The response must reproduce exactly every line of the material below holding the word "TableRow".

START EXCERPTED RECORDS

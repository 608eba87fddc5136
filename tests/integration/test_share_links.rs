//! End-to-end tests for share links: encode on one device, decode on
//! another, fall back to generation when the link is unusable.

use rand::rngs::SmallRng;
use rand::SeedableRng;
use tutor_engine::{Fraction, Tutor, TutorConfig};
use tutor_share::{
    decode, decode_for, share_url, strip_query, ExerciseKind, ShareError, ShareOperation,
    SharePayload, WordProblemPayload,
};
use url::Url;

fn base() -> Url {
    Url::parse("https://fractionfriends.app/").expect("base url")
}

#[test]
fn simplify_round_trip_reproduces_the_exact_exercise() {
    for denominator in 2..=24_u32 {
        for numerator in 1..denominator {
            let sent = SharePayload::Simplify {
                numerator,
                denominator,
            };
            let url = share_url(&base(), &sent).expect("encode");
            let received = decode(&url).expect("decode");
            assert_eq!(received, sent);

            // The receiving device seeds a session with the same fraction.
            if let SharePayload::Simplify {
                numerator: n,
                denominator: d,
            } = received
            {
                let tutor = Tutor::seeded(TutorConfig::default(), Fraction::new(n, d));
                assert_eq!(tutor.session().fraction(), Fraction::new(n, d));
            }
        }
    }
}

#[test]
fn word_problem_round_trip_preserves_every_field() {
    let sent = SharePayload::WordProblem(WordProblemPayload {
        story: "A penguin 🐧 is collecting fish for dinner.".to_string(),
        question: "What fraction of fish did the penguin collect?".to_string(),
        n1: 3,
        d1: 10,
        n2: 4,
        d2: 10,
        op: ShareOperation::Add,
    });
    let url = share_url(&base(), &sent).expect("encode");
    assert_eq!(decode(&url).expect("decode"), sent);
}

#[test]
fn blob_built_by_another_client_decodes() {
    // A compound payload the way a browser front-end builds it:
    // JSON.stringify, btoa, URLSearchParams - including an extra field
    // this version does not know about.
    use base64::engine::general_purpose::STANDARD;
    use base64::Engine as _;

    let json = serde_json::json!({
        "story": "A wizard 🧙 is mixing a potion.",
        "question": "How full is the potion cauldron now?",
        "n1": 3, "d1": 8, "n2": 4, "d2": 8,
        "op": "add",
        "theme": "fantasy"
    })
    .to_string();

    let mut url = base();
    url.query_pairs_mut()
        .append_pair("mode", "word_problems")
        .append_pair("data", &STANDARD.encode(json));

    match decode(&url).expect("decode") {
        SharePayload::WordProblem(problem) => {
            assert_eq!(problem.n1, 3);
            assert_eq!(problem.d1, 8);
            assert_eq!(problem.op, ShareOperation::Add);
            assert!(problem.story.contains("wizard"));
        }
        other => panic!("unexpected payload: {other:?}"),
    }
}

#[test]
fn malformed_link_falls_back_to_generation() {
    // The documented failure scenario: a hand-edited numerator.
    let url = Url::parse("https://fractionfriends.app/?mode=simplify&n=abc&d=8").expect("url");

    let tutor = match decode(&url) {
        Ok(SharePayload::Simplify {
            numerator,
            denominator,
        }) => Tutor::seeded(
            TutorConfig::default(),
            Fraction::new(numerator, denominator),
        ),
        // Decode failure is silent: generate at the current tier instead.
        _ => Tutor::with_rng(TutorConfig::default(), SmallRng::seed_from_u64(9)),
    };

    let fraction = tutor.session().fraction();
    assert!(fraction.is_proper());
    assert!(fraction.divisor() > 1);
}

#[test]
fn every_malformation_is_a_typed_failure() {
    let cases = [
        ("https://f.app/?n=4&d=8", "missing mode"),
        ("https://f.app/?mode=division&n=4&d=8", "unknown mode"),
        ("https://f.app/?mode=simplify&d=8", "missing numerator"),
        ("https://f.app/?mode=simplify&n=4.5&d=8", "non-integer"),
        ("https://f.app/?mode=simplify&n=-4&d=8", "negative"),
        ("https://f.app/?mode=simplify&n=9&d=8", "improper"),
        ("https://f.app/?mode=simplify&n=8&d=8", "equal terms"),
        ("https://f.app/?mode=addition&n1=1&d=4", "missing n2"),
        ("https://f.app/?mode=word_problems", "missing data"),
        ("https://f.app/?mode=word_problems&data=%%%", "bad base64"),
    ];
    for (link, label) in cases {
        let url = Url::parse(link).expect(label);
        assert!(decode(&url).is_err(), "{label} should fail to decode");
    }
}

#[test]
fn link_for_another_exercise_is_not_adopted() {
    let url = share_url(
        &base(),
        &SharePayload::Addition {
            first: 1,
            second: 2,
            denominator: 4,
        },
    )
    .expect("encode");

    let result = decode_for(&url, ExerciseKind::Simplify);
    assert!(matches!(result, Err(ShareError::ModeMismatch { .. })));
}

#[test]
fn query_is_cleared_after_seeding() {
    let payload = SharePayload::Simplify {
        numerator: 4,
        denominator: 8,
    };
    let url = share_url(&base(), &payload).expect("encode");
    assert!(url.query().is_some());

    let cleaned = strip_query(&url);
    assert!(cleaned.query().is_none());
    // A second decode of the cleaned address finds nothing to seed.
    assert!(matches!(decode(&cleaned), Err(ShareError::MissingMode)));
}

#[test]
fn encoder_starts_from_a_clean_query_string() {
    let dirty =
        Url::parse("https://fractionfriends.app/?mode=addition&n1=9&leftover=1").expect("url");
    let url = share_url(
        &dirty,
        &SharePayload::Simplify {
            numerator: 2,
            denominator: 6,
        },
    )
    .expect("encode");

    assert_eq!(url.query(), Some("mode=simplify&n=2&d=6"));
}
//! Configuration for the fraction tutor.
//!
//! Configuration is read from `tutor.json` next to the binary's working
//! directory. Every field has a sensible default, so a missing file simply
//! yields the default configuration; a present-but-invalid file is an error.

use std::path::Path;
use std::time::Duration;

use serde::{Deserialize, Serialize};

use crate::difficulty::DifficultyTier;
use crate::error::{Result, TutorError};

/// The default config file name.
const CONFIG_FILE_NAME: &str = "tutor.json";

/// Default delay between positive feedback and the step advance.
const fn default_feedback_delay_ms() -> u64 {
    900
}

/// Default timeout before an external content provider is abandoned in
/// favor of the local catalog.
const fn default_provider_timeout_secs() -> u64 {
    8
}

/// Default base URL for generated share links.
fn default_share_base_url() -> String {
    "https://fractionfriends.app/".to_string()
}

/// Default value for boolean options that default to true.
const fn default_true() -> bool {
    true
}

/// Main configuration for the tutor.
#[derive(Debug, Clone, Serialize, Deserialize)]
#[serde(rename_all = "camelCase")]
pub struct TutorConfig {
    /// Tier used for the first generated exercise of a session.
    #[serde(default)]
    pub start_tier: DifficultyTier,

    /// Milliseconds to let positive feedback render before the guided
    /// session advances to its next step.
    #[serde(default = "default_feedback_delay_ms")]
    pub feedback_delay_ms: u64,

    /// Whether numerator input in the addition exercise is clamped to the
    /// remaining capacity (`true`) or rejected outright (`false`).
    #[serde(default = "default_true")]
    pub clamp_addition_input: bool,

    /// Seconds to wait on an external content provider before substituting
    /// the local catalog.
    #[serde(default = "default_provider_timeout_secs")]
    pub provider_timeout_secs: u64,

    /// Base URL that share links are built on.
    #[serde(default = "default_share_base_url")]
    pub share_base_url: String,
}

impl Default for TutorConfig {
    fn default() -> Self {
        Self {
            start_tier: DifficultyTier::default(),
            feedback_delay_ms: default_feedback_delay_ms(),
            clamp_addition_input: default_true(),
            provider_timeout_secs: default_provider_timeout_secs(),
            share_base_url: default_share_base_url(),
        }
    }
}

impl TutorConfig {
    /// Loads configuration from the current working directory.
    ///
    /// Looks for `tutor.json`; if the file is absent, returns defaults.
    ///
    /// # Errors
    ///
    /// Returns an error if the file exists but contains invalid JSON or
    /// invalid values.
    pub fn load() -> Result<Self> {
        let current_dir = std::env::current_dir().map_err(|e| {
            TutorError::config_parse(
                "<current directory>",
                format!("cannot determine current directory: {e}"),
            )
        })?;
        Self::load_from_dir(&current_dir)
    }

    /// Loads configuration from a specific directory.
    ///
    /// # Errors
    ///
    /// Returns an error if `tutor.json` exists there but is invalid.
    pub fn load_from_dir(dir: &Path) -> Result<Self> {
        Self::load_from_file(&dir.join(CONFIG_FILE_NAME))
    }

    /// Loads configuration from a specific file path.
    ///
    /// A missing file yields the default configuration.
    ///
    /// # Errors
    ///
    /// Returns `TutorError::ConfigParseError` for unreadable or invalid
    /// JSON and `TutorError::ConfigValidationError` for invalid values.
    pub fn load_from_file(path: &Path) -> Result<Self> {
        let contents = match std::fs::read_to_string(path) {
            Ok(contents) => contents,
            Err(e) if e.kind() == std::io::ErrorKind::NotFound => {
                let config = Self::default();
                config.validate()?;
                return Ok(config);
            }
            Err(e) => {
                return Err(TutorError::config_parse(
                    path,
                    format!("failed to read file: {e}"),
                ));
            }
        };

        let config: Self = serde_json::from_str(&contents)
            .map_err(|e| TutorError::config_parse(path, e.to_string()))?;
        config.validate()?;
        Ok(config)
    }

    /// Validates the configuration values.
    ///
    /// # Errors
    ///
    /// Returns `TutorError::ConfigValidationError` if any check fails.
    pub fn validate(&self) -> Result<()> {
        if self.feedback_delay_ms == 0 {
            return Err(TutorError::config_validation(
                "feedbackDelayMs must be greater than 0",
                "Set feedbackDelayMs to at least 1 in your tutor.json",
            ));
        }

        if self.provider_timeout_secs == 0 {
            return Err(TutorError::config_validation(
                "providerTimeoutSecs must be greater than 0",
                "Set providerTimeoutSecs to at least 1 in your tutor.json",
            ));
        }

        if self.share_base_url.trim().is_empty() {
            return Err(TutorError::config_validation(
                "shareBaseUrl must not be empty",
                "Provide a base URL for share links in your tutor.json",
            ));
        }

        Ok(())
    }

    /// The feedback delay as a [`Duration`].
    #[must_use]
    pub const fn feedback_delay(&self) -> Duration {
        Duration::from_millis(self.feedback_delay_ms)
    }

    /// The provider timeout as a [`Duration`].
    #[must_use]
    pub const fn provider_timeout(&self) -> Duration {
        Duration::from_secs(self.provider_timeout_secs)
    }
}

END EXCERPTED RECORDS
START EXCERPTED RECORDS

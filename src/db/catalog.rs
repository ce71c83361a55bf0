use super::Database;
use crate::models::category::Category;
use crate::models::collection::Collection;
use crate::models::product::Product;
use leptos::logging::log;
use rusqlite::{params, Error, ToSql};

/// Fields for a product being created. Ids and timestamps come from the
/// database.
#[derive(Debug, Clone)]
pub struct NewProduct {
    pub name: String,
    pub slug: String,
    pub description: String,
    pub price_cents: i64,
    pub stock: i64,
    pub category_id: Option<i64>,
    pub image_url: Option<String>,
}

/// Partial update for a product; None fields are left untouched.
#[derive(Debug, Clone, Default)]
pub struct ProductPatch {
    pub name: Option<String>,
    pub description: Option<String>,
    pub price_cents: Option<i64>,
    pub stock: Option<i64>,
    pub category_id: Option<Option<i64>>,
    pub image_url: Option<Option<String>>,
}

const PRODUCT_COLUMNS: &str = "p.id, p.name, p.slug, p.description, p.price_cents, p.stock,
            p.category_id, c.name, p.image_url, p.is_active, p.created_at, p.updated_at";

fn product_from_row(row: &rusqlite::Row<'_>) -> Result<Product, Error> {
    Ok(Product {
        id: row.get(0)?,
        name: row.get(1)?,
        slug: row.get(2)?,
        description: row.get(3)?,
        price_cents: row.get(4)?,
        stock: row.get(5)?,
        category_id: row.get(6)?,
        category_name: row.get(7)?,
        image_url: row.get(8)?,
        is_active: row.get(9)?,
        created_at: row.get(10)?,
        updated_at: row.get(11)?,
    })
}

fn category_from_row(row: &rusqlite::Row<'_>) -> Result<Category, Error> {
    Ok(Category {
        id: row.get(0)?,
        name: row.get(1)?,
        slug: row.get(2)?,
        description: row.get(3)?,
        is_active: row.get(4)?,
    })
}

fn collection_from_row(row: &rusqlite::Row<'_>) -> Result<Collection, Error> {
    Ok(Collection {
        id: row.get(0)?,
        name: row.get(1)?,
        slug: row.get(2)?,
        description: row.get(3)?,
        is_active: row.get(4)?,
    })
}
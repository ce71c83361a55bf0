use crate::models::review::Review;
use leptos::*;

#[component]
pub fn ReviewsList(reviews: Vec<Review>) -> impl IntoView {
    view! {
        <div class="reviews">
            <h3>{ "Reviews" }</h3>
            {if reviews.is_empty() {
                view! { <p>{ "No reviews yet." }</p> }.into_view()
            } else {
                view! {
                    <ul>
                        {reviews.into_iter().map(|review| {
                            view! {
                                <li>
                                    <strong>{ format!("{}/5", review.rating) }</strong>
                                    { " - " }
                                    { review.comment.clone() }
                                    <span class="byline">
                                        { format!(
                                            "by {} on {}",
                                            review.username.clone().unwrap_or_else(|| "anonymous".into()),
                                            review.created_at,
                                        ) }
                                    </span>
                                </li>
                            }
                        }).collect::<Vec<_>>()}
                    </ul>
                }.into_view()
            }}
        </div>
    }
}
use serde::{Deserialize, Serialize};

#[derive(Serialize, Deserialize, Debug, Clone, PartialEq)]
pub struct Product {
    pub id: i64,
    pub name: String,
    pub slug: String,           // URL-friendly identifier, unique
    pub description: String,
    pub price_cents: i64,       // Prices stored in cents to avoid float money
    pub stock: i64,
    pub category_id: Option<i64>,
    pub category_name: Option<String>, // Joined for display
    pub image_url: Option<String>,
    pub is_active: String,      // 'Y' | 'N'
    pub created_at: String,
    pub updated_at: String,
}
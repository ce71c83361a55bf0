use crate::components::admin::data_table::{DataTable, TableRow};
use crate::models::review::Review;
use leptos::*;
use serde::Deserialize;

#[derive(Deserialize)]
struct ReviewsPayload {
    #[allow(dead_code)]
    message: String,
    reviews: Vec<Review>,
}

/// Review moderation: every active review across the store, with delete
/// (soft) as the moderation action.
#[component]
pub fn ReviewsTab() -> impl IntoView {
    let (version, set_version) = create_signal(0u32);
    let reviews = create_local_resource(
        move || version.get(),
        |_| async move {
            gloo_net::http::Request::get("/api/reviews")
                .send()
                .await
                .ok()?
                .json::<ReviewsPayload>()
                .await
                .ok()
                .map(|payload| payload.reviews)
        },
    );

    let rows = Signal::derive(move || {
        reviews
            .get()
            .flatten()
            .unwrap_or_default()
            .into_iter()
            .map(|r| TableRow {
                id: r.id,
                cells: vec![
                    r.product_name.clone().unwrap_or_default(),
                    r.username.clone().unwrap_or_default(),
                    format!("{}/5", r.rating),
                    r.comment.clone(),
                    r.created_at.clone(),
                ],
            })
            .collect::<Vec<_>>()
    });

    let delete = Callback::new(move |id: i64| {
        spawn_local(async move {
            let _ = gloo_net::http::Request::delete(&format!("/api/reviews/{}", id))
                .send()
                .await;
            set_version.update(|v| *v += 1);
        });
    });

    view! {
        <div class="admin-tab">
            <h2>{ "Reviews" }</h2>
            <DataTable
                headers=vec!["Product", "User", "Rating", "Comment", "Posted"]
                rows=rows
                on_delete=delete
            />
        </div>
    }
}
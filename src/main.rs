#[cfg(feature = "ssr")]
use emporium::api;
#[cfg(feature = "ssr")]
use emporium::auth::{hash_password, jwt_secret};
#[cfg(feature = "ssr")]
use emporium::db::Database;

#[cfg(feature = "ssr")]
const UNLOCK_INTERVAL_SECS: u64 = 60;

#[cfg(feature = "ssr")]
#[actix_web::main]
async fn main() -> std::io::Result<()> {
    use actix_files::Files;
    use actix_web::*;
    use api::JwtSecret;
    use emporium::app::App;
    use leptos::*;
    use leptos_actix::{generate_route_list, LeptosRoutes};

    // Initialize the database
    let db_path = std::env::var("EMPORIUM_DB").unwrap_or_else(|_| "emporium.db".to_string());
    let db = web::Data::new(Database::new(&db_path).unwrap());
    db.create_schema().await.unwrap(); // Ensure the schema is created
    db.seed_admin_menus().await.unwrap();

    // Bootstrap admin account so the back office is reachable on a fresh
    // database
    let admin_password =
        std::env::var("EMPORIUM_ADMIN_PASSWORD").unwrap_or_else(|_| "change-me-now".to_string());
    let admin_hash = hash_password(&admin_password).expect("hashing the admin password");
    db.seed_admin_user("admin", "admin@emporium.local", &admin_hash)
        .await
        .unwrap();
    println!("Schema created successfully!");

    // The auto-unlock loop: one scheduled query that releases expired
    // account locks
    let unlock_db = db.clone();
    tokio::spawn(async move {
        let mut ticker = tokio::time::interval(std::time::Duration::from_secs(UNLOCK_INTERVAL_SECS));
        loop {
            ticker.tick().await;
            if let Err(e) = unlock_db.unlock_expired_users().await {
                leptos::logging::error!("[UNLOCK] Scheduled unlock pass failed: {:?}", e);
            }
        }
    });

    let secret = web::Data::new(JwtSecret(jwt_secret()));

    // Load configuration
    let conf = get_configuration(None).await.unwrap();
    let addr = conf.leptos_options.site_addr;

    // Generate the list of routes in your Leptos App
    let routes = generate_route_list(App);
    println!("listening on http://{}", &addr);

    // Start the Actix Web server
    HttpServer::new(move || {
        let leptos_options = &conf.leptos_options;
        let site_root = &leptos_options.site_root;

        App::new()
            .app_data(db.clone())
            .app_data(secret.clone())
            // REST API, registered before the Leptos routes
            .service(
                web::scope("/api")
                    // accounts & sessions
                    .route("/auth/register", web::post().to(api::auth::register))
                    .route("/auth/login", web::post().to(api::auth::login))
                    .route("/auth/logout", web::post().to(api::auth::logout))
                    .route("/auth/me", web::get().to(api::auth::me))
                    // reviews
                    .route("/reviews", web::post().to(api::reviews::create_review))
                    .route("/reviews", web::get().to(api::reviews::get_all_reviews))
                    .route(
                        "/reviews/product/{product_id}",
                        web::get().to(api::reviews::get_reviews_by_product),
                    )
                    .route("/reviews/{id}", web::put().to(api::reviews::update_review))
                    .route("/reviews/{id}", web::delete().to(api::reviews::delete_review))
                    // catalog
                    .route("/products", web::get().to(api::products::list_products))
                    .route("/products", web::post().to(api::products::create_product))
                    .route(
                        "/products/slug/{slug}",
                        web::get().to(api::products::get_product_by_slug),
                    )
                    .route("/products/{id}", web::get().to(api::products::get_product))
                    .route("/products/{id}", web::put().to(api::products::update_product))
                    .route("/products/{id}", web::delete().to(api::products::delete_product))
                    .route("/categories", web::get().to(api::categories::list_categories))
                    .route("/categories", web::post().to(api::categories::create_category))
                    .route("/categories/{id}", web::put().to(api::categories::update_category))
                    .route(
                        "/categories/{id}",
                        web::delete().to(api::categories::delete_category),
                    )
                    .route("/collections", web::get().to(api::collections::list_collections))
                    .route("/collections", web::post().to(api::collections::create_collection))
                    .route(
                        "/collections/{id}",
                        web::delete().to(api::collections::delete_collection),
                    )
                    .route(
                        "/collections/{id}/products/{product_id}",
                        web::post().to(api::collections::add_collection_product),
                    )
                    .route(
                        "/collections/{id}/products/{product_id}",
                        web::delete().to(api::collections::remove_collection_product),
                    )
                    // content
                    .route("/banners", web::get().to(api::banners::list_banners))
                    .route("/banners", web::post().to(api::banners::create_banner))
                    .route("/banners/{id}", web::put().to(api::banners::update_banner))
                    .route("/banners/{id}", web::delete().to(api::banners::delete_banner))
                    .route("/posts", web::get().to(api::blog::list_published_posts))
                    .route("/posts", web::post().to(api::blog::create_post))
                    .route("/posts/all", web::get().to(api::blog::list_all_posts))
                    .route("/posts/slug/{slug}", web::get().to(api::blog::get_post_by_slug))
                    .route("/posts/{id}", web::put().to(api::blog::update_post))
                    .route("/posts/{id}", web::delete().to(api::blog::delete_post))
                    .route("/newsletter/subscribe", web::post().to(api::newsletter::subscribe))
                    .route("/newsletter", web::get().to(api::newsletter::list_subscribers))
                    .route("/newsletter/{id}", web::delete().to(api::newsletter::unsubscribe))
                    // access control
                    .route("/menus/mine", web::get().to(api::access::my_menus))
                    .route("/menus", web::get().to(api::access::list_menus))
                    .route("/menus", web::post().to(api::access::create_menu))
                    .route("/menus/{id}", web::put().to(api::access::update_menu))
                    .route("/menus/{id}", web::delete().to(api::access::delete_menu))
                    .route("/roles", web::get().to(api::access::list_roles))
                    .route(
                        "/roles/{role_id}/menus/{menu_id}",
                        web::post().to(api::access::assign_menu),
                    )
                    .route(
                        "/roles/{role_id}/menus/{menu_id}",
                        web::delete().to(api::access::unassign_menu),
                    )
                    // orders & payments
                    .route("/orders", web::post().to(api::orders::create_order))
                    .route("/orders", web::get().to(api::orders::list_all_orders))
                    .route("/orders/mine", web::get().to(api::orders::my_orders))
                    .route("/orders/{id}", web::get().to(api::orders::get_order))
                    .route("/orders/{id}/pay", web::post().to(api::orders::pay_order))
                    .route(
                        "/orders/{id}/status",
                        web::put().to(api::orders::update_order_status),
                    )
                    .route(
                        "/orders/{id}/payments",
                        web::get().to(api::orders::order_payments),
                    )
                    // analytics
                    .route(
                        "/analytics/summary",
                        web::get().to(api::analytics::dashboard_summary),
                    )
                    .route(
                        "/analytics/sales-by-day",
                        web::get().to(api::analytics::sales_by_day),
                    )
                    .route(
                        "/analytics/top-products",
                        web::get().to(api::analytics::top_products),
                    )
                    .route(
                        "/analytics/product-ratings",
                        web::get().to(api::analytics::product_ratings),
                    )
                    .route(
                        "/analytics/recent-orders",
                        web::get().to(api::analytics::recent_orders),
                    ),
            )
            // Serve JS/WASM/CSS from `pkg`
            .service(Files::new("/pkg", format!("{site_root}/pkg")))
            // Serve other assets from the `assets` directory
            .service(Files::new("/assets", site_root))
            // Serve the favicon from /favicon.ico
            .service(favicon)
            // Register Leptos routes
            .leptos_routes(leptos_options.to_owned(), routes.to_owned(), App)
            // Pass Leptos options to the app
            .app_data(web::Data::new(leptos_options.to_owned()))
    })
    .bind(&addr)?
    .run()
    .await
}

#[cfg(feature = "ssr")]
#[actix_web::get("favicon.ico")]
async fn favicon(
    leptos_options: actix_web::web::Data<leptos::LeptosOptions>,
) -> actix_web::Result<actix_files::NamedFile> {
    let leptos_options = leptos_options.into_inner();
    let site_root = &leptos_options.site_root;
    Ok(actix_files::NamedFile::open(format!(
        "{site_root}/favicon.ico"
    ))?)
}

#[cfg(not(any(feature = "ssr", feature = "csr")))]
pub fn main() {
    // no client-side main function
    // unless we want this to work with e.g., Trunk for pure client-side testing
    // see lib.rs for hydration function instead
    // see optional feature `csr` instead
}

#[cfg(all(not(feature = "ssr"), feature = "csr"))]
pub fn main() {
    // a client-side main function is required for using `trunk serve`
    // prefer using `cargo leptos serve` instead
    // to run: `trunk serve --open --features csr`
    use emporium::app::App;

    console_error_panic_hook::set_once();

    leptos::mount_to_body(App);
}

END EXCERPTED RECORDS
START EXCERPTED RECORDS

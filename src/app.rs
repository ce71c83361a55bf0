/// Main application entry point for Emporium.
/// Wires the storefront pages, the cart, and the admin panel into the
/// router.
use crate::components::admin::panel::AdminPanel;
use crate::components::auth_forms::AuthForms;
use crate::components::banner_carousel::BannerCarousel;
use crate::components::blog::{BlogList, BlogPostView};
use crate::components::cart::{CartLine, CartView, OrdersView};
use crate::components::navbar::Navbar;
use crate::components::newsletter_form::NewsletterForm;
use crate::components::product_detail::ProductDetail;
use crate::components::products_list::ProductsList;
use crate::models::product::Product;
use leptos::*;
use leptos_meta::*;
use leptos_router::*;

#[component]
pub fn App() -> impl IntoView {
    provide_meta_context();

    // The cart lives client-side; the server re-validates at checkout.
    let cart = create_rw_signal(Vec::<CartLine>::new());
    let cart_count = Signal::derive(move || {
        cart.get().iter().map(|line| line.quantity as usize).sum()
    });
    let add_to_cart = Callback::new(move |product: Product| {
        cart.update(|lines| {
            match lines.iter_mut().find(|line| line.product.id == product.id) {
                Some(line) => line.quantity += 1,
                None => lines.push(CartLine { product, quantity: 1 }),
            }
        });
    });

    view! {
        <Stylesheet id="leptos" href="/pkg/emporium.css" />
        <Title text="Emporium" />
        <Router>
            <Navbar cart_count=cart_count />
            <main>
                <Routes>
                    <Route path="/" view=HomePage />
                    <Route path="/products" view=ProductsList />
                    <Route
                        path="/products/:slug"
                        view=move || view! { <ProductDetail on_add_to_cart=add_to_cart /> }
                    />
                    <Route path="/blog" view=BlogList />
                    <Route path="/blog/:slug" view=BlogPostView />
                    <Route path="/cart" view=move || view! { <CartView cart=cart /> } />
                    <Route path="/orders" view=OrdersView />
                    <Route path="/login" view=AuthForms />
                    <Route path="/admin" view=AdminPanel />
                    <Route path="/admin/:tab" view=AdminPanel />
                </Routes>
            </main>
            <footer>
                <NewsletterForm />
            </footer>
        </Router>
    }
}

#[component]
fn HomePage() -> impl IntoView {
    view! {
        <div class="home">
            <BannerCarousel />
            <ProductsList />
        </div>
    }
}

END EXCERPTED RECORDS

# ANSWER SECTION:
use crate::components::admin::data_table::{DataTable, TableRow};
            .map(|r| TableRow {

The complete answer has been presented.